COMPLEXATION OF DIHYDROERGOTAMINE MESYLATE WITH CYCLODEXTRIN DERIVATIVES - SOLUBILITY AND STABILITY IN AQUEOUS-SOLUTION

2-Hydroxypropyl-beta-cyclodextrin (2HP-beta-CyD) and 2,6-di-O-methyl-beta-cyclodextrin (DIMEB) were tested as solubilizing agents for dihydroergotamine mesylate, with the aim of improving the pharmacotechnical properties of this drug. The pH dependence of the complexation was investigated on the basis of solubility/pH profiles. For uncomplexed dihydroergotamine mesylate, the solubility increased sharply in the acidic range. The same pH dependence was observed for 2HP-beta-CyD and DIMEB. The shape of the pH profiles was not altered, but the pH profiles occurred at considerably higher concentrations than for dihydroergotamine mesylate alone.
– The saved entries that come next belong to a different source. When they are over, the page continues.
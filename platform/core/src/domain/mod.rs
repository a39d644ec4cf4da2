// Copyright (c) 2026 Benevole contributors
// SPDX-License-Identifier: AGPL-3.0
//! Domain
//!
//! Aggregates, value objects and persistence contracts for volunteer
//! registration and mission participation.
//!
//! # Architecture
//!
//! - **Layer:** Domain Layer
//! - **Purpose:** Pure business rules, no I/O

pub mod volunteer;
pub mod reference;
pub mod mission;
pub mod validation;
pub mod events;
pub mod credentials;
pub mod repository;
pub mod platform_config;
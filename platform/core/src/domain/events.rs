// Copyright (c) 2026 Benevole contributors
// SPDX-License-Identifier: AGPL-3.0

use chrono::{DateTime, Utc};
use serde::{Deserialize, Serialize};

use crate::domain::mission::MissionId;
use crate::domain::volunteer::{Matricule, VolunteerId, VolunteerStatus};

/// Facts emitted by the registration workflow. Notification collaborators
/// (email, dashboards) subscribe to these through the event bus.
#[derive(Debug, Clone, Serialize, Deserialize)]
#[serde(tag = "event", rename_all = "snake_case")]
pub enum RegistrationEvent {
    VolunteerRegistered {
        volunteer_id: VolunteerId,
        matricule: Matricule,
        email: String,
        registered_at: DateTime<Utc>,
    },
    VolunteerJoinedMission {
        mission_id: MissionId,
        volunteer_id: VolunteerId,
        matricule: Matricule,
        participant_count: usize,
        joined_at: DateTime<Utc>,
    },
    VolunteerStatusChanged {
        volunteer_id: VolunteerId,
        matricule: Matricule,
        from: VolunteerStatus,
        to: VolunteerStatus,
        changed_at: DateTime<Utc>,
    },
}

impl RegistrationEvent {
    pub fn matricule(&self) -> &Matricule {
        match self {
            Self::VolunteerRegistered { matricule, .. }
            | Self::VolunteerJoinedMission { matricule, .. }
            | Self::VolunteerStatusChanged { matricule, .. } => matricule,
        }
    }
}
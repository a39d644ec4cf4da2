// Copyright (c) 2026 Benevole contributors
// SPDX-License-Identifier: AGPL-3.0

//! Application Layer
//!
//! Use cases orchestrating the domain model against the repositories.

pub mod error;
pub mod matricule;
pub mod mission_catalogue;
pub mod reference_data;
pub mod register_for_mission;
pub mod register_volunteer;
pub mod repository_factory;
pub mod volunteer_admin;

pub use error::WorkflowError;
pub use matricule::MatriculeGenerator;
pub use mission_catalogue::{CreateMissionRequest, MissionCatalogue, MissionOverview, StandardMissionCatalogue};
pub use reference_data::ReferenceDataResolver;
pub use register_for_mission::{MissionRegistration, RegisterForMissionUseCase, StandardRegisterForMissionUseCase};
pub use register_volunteer::{RegisterVolunteerRequest, RegisterVolunteerUseCase, StandardRegisterVolunteerUseCase};
pub use volunteer_admin::{StandardVolunteerAdministration, VolunteerAdministration};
The solubilizing effect clearly increased in the acidic range, and the effects were stronger for DIMEB than for 2HP-beta-CyD. The maximum stability of dihydroergotamine mesylate was shown to be pH 4.0. The degradation rates of dihydroergotamine mesylate in beta-CyD solutions are not very different from those in pure dihydroergotamine mesylate solution. DIMEB has the most favourable effect on the stability, while 2HP-beta-CyD causes higher degradation. During autoclaving, however, dihydroergotamine mesylate was to some extent protected against degradation by 2HP-beta-CyD complexation. Nevertheless degradation was so strong that autoclaving is not possible.